[Dataset entries]
Content starts
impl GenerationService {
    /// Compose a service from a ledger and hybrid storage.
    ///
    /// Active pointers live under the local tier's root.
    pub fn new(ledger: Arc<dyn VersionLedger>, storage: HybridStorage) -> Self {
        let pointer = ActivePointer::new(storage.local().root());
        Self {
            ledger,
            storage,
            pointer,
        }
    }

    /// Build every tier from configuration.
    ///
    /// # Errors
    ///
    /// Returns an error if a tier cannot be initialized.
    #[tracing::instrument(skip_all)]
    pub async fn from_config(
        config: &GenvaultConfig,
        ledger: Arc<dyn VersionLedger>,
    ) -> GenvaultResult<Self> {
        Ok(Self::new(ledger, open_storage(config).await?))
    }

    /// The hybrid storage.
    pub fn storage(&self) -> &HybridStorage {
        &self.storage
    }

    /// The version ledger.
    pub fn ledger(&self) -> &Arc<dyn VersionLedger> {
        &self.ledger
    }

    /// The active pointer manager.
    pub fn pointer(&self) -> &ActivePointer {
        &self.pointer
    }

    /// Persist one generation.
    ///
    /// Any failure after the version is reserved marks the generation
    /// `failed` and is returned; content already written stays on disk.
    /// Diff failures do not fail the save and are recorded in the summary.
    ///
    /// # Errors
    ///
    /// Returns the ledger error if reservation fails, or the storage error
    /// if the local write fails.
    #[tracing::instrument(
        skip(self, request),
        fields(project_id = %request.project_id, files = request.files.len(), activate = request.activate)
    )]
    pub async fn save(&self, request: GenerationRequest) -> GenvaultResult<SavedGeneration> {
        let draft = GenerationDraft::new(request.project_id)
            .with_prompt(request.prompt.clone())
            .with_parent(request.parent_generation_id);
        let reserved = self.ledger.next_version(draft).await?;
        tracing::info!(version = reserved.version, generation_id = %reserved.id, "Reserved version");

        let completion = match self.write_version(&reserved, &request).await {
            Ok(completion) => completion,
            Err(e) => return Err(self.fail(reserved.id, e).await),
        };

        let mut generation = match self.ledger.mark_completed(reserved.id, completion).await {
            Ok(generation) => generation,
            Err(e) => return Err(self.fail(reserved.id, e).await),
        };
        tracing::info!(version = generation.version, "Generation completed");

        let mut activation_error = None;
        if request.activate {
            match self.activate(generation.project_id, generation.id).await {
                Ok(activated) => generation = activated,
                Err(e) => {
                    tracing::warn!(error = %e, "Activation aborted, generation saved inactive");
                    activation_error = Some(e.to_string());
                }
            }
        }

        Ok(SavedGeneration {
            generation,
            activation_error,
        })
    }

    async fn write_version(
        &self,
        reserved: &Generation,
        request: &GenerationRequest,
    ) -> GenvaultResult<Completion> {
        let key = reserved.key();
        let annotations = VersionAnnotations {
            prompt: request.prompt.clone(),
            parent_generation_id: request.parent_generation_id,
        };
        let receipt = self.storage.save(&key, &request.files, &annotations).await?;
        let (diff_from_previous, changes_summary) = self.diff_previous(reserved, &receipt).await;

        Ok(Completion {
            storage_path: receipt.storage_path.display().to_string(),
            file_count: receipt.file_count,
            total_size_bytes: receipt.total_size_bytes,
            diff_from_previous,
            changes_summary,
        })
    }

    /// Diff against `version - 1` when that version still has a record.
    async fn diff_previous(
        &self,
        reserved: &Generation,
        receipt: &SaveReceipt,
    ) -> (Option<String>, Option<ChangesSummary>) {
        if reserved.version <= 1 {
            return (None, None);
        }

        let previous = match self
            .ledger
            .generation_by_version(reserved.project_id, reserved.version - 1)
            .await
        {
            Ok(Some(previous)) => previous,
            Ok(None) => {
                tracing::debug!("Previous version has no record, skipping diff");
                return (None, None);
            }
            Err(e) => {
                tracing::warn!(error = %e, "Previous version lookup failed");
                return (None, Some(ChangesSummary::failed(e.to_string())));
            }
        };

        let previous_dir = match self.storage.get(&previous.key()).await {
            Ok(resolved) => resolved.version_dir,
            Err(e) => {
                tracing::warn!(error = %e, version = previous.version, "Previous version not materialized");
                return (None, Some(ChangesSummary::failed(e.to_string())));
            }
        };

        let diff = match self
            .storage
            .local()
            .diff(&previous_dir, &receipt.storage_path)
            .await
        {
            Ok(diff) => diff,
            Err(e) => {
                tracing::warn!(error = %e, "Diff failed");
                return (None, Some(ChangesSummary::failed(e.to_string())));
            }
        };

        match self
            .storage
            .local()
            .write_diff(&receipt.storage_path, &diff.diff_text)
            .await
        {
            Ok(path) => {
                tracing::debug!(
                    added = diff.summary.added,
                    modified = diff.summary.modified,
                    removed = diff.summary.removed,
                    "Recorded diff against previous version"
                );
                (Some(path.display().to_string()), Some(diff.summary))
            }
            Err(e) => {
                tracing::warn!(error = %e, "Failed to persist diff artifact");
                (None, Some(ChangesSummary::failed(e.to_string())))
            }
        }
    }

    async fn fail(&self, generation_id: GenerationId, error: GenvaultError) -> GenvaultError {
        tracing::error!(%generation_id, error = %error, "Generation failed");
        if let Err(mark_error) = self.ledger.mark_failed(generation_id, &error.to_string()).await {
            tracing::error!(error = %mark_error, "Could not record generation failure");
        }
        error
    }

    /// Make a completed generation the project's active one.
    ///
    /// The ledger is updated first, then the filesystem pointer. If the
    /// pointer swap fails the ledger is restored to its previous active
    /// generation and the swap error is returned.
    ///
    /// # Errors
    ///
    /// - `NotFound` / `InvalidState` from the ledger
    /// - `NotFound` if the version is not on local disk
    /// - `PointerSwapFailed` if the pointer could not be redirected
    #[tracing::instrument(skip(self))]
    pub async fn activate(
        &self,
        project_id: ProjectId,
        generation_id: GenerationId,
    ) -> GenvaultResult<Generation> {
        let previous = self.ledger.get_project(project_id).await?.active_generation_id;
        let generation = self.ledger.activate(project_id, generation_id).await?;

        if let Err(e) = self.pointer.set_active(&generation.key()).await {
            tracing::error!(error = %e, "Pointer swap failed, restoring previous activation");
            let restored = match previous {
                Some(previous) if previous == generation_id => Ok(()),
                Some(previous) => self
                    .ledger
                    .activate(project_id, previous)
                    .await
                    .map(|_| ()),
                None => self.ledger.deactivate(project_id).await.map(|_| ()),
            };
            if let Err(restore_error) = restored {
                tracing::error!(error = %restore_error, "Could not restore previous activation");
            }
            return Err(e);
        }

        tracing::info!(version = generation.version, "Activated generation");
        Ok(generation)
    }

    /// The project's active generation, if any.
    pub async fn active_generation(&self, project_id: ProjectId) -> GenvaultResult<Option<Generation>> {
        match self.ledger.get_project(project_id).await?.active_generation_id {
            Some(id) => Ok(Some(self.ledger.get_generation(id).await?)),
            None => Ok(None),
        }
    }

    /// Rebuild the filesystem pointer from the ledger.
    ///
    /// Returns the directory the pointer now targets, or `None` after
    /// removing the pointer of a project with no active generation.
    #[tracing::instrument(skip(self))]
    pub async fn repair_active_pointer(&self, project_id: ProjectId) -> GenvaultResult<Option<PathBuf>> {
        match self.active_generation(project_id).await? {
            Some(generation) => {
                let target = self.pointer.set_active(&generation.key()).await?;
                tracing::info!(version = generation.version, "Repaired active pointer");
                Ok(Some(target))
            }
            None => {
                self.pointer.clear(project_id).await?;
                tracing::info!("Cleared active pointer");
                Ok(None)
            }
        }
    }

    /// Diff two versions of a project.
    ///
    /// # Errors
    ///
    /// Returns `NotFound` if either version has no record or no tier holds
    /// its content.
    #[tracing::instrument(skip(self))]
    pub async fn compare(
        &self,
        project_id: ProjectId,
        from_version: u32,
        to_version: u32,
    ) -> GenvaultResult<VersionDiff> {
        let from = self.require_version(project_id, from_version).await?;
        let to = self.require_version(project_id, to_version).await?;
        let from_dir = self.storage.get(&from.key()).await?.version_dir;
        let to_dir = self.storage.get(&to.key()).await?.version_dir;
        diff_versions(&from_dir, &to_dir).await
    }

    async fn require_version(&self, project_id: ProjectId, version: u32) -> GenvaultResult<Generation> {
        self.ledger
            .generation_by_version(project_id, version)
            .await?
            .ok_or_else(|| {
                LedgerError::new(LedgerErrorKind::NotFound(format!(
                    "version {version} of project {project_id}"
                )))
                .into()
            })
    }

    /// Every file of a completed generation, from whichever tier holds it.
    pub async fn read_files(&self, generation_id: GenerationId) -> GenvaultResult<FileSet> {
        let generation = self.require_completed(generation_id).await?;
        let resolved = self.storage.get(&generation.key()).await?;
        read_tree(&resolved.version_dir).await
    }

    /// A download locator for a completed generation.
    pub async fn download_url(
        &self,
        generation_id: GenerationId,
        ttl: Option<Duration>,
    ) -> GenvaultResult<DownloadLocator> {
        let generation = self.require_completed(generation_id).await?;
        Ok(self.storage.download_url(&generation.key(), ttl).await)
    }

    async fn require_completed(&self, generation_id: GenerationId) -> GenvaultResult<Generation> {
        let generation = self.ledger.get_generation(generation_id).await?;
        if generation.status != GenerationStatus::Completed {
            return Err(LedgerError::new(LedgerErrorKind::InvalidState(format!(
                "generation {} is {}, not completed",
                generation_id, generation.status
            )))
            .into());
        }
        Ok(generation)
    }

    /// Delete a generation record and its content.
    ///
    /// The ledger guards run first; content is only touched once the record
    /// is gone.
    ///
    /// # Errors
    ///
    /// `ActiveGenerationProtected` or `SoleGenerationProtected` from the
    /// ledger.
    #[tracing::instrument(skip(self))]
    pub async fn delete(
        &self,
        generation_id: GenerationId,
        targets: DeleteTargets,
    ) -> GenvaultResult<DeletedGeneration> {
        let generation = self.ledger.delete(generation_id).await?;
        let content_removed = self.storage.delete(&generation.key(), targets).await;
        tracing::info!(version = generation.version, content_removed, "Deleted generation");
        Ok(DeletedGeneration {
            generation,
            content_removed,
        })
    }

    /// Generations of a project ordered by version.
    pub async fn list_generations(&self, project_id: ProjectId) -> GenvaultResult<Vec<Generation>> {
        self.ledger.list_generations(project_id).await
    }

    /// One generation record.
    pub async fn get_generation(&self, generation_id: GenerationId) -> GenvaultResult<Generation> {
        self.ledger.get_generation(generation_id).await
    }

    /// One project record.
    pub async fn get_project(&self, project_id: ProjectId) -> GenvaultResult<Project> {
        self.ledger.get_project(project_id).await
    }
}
Content ends
Content starts
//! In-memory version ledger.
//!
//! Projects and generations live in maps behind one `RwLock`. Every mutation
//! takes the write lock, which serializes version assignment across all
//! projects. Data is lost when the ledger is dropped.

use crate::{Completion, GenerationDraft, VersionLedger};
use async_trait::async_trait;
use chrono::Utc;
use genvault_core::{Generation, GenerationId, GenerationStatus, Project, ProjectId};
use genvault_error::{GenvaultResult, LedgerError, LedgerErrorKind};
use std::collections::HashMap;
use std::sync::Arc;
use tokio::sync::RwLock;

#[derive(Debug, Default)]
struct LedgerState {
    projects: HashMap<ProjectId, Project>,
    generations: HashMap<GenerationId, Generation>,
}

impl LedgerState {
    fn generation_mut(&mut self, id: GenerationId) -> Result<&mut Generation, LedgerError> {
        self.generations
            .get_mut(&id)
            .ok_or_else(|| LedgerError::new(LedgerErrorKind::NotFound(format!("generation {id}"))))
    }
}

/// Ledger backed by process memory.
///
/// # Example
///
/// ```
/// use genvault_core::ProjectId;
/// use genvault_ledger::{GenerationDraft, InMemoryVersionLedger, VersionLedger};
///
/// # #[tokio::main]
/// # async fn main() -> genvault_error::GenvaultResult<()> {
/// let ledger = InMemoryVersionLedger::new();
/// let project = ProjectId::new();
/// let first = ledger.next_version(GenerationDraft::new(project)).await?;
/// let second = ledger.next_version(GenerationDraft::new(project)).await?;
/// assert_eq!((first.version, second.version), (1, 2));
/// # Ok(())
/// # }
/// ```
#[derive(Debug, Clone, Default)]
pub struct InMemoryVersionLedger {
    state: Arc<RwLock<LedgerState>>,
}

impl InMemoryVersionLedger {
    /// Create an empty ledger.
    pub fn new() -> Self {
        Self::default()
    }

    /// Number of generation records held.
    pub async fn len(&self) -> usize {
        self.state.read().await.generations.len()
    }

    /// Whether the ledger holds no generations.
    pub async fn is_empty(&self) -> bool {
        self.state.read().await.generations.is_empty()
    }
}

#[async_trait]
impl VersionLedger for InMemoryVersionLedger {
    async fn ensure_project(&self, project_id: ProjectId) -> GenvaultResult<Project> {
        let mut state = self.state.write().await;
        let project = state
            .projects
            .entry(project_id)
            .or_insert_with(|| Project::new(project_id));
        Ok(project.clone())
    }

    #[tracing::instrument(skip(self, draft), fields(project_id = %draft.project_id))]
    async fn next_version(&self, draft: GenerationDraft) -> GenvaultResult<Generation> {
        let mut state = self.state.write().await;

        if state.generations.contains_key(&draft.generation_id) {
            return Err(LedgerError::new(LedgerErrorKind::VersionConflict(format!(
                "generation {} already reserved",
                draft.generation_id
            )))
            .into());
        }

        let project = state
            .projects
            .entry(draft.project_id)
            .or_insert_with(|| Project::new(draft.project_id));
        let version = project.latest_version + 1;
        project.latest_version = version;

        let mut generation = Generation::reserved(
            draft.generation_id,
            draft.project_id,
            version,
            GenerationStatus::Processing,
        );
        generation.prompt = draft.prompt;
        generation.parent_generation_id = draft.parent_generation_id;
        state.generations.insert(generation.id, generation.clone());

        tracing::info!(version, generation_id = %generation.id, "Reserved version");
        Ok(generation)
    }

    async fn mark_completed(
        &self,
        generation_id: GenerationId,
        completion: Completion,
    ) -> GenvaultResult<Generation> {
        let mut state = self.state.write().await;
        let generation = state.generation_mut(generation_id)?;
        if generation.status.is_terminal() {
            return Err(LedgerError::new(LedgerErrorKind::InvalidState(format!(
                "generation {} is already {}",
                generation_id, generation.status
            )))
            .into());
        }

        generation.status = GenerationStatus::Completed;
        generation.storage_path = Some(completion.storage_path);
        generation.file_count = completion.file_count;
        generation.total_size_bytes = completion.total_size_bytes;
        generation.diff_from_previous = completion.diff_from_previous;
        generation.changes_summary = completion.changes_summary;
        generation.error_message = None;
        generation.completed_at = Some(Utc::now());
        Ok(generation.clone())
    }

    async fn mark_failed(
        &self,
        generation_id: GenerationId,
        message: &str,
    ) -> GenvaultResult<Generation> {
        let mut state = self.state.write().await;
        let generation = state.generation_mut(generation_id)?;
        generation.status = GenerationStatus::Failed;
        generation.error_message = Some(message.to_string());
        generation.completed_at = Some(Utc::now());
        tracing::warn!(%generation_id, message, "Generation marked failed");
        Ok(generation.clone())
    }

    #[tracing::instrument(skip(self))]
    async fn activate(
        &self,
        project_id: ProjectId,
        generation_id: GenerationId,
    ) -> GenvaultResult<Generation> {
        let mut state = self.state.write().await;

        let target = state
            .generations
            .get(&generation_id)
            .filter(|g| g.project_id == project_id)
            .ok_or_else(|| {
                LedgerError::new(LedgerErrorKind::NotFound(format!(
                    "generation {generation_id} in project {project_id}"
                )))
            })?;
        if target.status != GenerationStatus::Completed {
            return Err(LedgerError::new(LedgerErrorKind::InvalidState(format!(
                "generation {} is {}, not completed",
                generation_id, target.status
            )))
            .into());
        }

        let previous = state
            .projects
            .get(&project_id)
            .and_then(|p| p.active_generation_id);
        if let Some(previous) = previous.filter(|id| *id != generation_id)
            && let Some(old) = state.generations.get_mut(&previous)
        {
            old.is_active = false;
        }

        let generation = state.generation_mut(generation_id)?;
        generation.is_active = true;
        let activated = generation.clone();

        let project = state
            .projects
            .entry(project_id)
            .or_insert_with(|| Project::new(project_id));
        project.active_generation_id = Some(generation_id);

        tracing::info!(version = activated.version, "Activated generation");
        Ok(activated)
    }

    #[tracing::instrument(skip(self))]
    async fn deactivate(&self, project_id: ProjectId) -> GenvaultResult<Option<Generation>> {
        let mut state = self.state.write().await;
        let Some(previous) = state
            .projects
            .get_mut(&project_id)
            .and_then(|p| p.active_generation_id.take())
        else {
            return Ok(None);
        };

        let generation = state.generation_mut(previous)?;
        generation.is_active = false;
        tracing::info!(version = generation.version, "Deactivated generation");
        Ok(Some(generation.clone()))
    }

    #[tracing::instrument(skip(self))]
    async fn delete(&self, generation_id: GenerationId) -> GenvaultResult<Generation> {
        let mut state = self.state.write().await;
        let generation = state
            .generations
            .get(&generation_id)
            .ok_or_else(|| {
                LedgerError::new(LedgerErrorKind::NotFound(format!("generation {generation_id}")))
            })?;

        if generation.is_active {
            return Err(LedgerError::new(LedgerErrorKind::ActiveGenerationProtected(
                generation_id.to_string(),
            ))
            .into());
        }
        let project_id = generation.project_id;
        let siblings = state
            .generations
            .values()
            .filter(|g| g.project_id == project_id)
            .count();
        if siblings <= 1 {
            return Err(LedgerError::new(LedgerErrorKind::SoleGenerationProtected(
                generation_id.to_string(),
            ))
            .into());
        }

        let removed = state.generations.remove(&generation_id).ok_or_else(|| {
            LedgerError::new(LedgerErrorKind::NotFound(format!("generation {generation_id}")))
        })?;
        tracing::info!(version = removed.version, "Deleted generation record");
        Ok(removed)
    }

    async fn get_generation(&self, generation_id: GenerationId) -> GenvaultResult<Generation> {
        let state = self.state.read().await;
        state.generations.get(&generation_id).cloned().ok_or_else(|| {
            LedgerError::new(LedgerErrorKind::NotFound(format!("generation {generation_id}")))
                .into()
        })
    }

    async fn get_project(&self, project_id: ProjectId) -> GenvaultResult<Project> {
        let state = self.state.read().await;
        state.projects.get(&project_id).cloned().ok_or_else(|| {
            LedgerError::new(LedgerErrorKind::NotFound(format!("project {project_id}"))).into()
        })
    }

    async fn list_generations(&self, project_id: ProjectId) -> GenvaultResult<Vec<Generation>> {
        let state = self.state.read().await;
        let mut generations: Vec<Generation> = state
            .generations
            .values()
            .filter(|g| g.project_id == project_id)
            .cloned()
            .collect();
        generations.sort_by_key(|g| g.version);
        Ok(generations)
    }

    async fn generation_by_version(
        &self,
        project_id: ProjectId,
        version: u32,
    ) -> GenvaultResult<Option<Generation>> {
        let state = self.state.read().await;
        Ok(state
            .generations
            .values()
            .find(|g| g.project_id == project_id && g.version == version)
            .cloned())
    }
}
Content ends
_Your instructions_
What is the number of lines in the records that contain the word "holds"? Answer with the number and nothing else.

_Response area_
3